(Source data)
▼
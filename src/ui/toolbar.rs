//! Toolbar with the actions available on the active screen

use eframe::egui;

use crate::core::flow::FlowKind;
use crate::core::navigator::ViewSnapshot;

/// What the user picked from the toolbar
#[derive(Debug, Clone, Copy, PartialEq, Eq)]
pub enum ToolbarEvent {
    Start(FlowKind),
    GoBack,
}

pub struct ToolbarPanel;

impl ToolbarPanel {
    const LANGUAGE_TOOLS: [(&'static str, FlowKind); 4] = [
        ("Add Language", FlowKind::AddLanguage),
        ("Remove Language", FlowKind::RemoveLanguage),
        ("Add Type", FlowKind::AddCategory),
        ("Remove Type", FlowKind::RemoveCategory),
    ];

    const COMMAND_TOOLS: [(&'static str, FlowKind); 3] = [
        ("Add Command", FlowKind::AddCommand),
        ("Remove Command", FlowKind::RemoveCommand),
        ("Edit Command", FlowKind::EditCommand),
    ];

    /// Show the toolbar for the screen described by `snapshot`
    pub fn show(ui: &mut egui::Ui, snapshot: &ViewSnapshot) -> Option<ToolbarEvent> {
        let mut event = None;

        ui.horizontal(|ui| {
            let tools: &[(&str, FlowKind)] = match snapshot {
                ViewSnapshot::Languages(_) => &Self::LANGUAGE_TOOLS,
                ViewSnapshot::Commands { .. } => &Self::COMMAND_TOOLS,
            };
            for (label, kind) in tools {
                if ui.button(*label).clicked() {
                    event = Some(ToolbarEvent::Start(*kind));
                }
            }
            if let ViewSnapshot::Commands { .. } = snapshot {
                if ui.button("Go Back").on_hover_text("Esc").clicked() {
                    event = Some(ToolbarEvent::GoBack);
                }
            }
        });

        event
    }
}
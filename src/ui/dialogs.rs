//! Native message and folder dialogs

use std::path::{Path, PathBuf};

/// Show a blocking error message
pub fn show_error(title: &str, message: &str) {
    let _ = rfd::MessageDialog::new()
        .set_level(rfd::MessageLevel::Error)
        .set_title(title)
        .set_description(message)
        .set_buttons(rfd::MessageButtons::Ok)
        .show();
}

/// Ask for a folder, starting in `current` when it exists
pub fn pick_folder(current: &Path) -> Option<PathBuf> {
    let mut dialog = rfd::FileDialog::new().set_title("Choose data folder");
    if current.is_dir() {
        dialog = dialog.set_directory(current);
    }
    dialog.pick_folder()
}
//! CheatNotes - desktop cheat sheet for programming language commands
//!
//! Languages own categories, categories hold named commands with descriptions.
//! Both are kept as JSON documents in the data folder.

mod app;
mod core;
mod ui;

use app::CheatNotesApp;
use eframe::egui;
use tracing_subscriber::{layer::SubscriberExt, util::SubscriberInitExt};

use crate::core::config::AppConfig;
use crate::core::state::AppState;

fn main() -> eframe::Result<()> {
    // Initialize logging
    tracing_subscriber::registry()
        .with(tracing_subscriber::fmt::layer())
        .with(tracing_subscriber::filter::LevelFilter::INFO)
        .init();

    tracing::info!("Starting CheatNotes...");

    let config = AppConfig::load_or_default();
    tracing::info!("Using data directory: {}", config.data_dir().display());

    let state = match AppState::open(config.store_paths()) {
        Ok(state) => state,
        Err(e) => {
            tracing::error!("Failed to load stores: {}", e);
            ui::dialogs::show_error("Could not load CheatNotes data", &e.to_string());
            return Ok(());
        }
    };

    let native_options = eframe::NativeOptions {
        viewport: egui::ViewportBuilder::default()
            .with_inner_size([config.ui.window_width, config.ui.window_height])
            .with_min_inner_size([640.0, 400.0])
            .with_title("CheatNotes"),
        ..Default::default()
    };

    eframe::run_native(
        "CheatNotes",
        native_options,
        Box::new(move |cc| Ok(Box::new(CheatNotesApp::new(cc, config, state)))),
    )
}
▲
Exercise: For the records above, state how many lines contain "GoBack". Add nothing to the number.

Answer for this exercise: 2